Grant Ave. SF, now and 100 years ago

Two weeks ago, on Nov. 15th, I visited San Francisco downtown. It was my first visit to downtown area since the start of the pandemic, and it just happens to be during the week of Asian-Pacific Economic Cooperation (APEC). I decided to trace the route on Grant Ave as described in Max Stern’s 1922 articles The Price of Salmon, which my brother & I re-published as a book last year. Stern was an investigative newspaper reporter who was assigned to join a Chinese gang and sailed to Bristol Bay to work in Wood River salmon cannery — in an effort to expose the dark secret of the salmon canning trade.
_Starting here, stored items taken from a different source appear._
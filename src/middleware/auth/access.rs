//! Bearer verification for protected routes: header → credential → outcome →
//! decision. On `Allow` an `AuthCtx` is stored in request extensions; on `Deny` the
//! request never reaches the handler.

use axum::{
    Router,
    body::Body,
    extract::State,
    http::{Request, header},
    middleware::{self, Next},
    response::{IntoResponse, Response},
};

use crate::api::extractors::AuthCtx;
use crate::services::auth::verifier::looks_like_jwt;
use crate::services::auth::{AuthorizationDecision, credential, decide};
use crate::state::AppState;

/// Apply the access middleware to every route of `router`.
///
/// `route_layer` keeps unknown paths as 404 rather than 401.
pub fn apply(router: Router<AppState>, state: AppState) -> Router<AppState> {
    // axum's from_fn cannot take a State extractor, so pass state explicitly
    router.route_layer(middleware::from_fn_with_state(state, access_middleware))
}

async fn access_middleware(
    State(state): State<AppState>,
    mut req: Request<Body>,
    next: Next,
) -> Response {
    // A non-ASCII header value is treated like a missing one.
    let authorization = req
        .headers()
        .get(header::AUTHORIZATION)
        .and_then(|v| v.to_str().ok());

    let decision = match credential::extract(authorization) {
        Ok(credential) => {
            let outcome = state.verifier.verify(&credential);
            if !outcome.is_valid() {
                tracing::warn!(
                    outcome = outcome.kind(),
                    mode = state.verifier.kind(),
                    jwt_shaped = looks_like_jwt(credential.as_str()),
                    "access token rejected"
                );
            }
            decide(outcome)
        }
        Err(missing) => {
            tracing::warn!(mode = state.verifier.kind(), "bearer credential missing");
            AuthorizationDecision::from(missing)
        }
    };

    match decision {
        AuthorizationDecision::Allow { subject } => {
            // middleware → extractor handoff
            req.extensions_mut()
                .insert(AuthCtx::new(subject, state.verifier.kind()));
            next.run(req).await
        }
        AuthorizationDecision::Deny(denial) => denial.into_response(),
    }
}
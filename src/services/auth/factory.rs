/// Factory: build the process-wide `VerificationMode` from application `Config`.
use std::sync::Arc;

use crate::config::AuthSettings;
use crate::services::auth::verifier::{
    SignedTokenVerifier, SigningKey, StaticTokenVerifier, VerificationMode,
};

pub fn build_verification_mode(settings: &AuthSettings) -> Arc<VerificationMode> {
    let signed = |secret_key: &str, issuer: &Option<String>| {
        SignedTokenVerifier::new(SigningKey::new(secret_key.as_bytes()), issuer.clone())
    };

    let mode = match settings {
        AuthSettings::Static { bearer_token } => {
            VerificationMode::Static(StaticTokenVerifier::new(bearer_token))
        }
        AuthSettings::Jwt { secret_key, issuer } => {
            VerificationMode::Signed(signed(secret_key, issuer))
        }
        AuthSettings::Hybrid {
            bearer_token,
            secret_key,
            issuer,
        } => VerificationMode::Hybrid {
            static_token: StaticTokenVerifier::new(bearer_token),
            signed: signed(secret_key, issuer),
        },
    };

    Arc::new(mode)
}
According to Stern: “Grant Ave is one of the most fascinating streets in the world, for in its short compass of a half mile you can shop in the atmosphere of three civilizations.”

I got off the BART at Powell station and walked up the stairway to the street level exit, and was surprised to be greeted by hundreds of people who were there protesting the visit of Chinese president Xi JinPing. I wove my way through the noisy crowds and headed towards Grant Ave. On Grant Ave., I noticed many name brand stores, some closed, and many with security staff in the front. There were quite a lot of workers/visitors/tourists on the busy street, and the security was visibly tighter including more policemen, and APEC guides. I found the streets nice and clean and no homeless people or tents — it was obvious that the city has done a great job cleaning up for the occasion.
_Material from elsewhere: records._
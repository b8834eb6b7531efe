/*
 * Responsibility
 * - Load Config → build dependencies → assemble the Router
 * - Apply middleware (access/security headers/http)
 * - Start axum::serve() and shut down gracefully on SIGTERM (Cloud Run) or Ctrl-C
 */
use std::{panic, process, sync::Arc, time::Duration};

use anyhow::{Context, Result};
use axum::{Router, routing::get};
use tracing_subscriber::{layer::SubscriberExt, util::SubscriberInitExt};

use crate::api;
use crate::api::handlers::health::root;
use crate::config::Config;
use crate::middleware;
use crate::services::auth::build_verification_mode;
use crate::services::cloud_run::CloudRunLister;
use crate::state::AppState;

fn init_tracing() {
    // Prefer RUST_LOG if set; otherwise use a sensible default.
    // Ex:
    // RUST_LOG=info,bearer_gate=debug,tower_http=debug cargo run
    let filter = tracing_subscriber::EnvFilter::try_from_default_env()
        .unwrap_or_else(|_| tracing_subscriber::EnvFilter::new("info,tower_http=info"));

    tracing_subscriber::registry()
        .with(filter)
        .with(tracing_subscriber::fmt::layer())
        .init();
}

fn init_panic_hook(abort_on_panic: bool) {
    // Keep the default hook as a fallback (prints to stderr with location/payload).
    let default_hook = panic::take_hook();

    panic::set_hook(Box::new(move |info| {
        // Always surface panics via tracing so they don't get lost.
        tracing::error!(?info, "panic");

        // Development: fail fast. Production: default behavior, keep serving.
        if abort_on_panic {
            process::abort();
        } else {
            default_hook(info);
        }
    }))
}

pub async fn run() -> Result<()> {
    init_tracing();
    let config = Config::from_env().context("failed to load configuration")?;

    init_panic_hook(!config.app_env.is_production());

    tracing::info!(
        env = ?config.app_env,
        auth_mode = ?config.auth.mode(),
        addr = %config.addr,
        "starting bearer gate"
    );

    let state = build_state(&config)?;
    let app = build_router(
        state,
        Duration::from_secs(config.request_timeout_seconds),
    );

    let listener = tokio::net::TcpListener::bind(config.addr)
        .await
        .with_context(|| format!("failed to bind {}", config.addr))?;
    axum::serve(listener, app)
        .with_graceful_shutdown(shutdown_signal())
        .await
        .context("server error")?;

    tracing::info!("server stopped");
    Ok(())
}

fn build_state(config: &Config) -> Result<AppState> {
    // Process-level services: built once, injected through AppState.
    let verifier = build_verification_mode(&config.auth);

    if config.gcp_project.is_none() {
        tracing::info!("GOOGLE_CLOUD_PROJECT not set; /api/services will answer 503");
    }
    let lister = CloudRunLister::new(config.gcp_project.clone(), config.cloud_run_region.clone())
        .context("failed to build cloud run client")?;

    Ok(AppState::new(verifier, Arc::new(lister)))
}

/// Full application router with all middleware applied.
pub fn build_router(state: AppState, request_timeout: Duration) -> Router {
    let router = Router::new()
        .route("/", get(root))
        .nest("/api", api::routes(state.clone()))
        .with_state(state);

    let router = middleware::security_headers::apply(router);
    middleware::http::apply(router, request_timeout)
}

async fn shutdown_signal() {
    let ctrl_c = async {
        if let Err(err) = tokio::signal::ctrl_c().await {
            tracing::error!(error = %err, "failed to listen for ctrl-c");
            std::future::pending::<()>().await;
        }
    };

    #[cfg(unix)]
    let terminate = async {
        match tokio::signal::unix::signal(tokio::signal::unix::SignalKind::terminate()) {
            Ok(mut signal) => {
                signal.recv().await;
            }
            Err(err) => {
                tracing::error!(error = %err, "failed to listen for SIGTERM");
                std::future::pending::<()>().await;
            }
        }
    };

    #[cfg(not(unix))]
    let terminate = std::future::pending::<()>();

    tokio::select! {
        _ = ctrl_c => {},
        _ = terminate => {},
    }

    tracing::info!("shutdown signal received");
}
/*
 * Responsibility
 * - Public interface of the middleware layers
 * - auth::access (bearer verification), http (request id/trace/limits), security_headers
 */
pub mod auth;
pub mod http;
pub mod security_headers;
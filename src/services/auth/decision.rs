//! Maps a verification outcome to an HTTP-level allow/deny decision.
//!
//! The mapping is fixed and total. Every token failure is a 401 with
//! `error = "unauthorized"`; only the message varies. `Malformed` gets a generic
//! message so the response says nothing about token structure.

use axum::http::StatusCode;

use crate::services::auth::credential::MissingCredential;
use crate::services::auth::verifier::VerificationOutcome;

pub const UNAUTHORIZED: &str = "unauthorized";
pub const PERMISSION_DENIED: &str = "permission_denied";

pub const MSG_MISSING_CREDENTIAL: &str = "Authorization header required";
pub const MSG_MALFORMED: &str = "Invalid or expired token";
pub const MSG_EXPIRED: &str = "Token has expired";

#[derive(Debug, Clone, PartialEq, Eq)]
pub enum AuthorizationDecision {
    Allow { subject: String },
    Deny(Denial),
}

/// Rendered as `{"error": error_code, "message": message}` with `status`.
#[derive(Debug, Clone, PartialEq, Eq)]
pub struct Denial {
    pub status: StatusCode,
    pub error_code: &'static str,
    pub message: String,
}

impl Denial {
    pub fn unauthorized(message: impl Into<String>) -> Self {
        Self {
            status: StatusCode::UNAUTHORIZED,
            error_code: UNAUTHORIZED,
            message: message.into(),
        }
    }

    /// Second-layer denial: the token was fine but the caller may not do this.
    pub fn permission_denied(message: impl Into<String>) -> Self {
        Self {
            status: StatusCode::FORBIDDEN,
            error_code: PERMISSION_DENIED,
            message: message.into(),
        }
    }
}

pub fn decide(outcome: VerificationOutcome) -> AuthorizationDecision {
    match outcome {
        VerificationOutcome::Valid { subject } => AuthorizationDecision::Allow { subject },
        VerificationOutcome::Malformed => {
            AuthorizationDecision::Deny(Denial::unauthorized(MSG_MALFORMED))
        }
        VerificationOutcome::Invalid { reason } => AuthorizationDecision::Deny(
            Denial::unauthorized(format!("Invalid token: {}", capitalize(reason.as_str()))),
        ),
        VerificationOutcome::Expired => {
            AuthorizationDecision::Deny(Denial::unauthorized(MSG_EXPIRED))
        }
    }
}

impl From<MissingCredential> for AuthorizationDecision {
    fn from(_: MissingCredential) -> Self {
        AuthorizationDecision::Deny(Denial::unauthorized(MSG_MISSING_CREDENTIAL))
    }
}

fn capitalize(s: &str) -> String {
    let mut chars = s.chars();
    match chars.next() {
        Some(first) => first.to_uppercase().chain(chars).collect(),
        None => String::new(),
    }
}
Just over 100 years ago, in 1922, SF Daily reporter Max Stern wrote about Grant Ave: “in four blocks running north from Market St are like New York’s Fifth Ave. It is here Milady does her afternoon shopping. The city’s most exclusive stores spread gorgeous Parisian gowns in their ample show windows; flower vendors line the broad sidewalks; dainty tea-rooms tempt the smart shoppers into cool and fragrant rest. The trackless street is filled with monogrammed limousines, driven by liveried chauffeurs. Success, leisure, refined well-being pervade its sunny expanse. It is the apex of a civilization that 150 years of American striving have wrought.”

I walked north and entered Chinatown through the Dragon Gate at Bush St. On both sides of the Grant Ave, the shops were busy with visitors and locals, and there was a holiday atmosphere with the display of red lanterns and yellow banners welcoming President Xi of China.

100 years ago, Stern wrote: “A short walk up a steep hill brings you to Sacramento street and the gateway to the old world. Here Grant Ave narrows into the main thorough-fare of Chinatown. For a half-dozen blocks you walk, as in a dream, through a lazy maze of strange sights, sounds and odors…You gaze into stores stocked with queer oriental herbs, restaurants with ornate balconies under pagoda-crested eaves and dark basement steps, leading heaven knows where. And under it and over it and through it swarms, like bees in a hive, the slant-eyed race of the Rising Sun, quiet and inscrutable, but decidedly busy with its own affairs.”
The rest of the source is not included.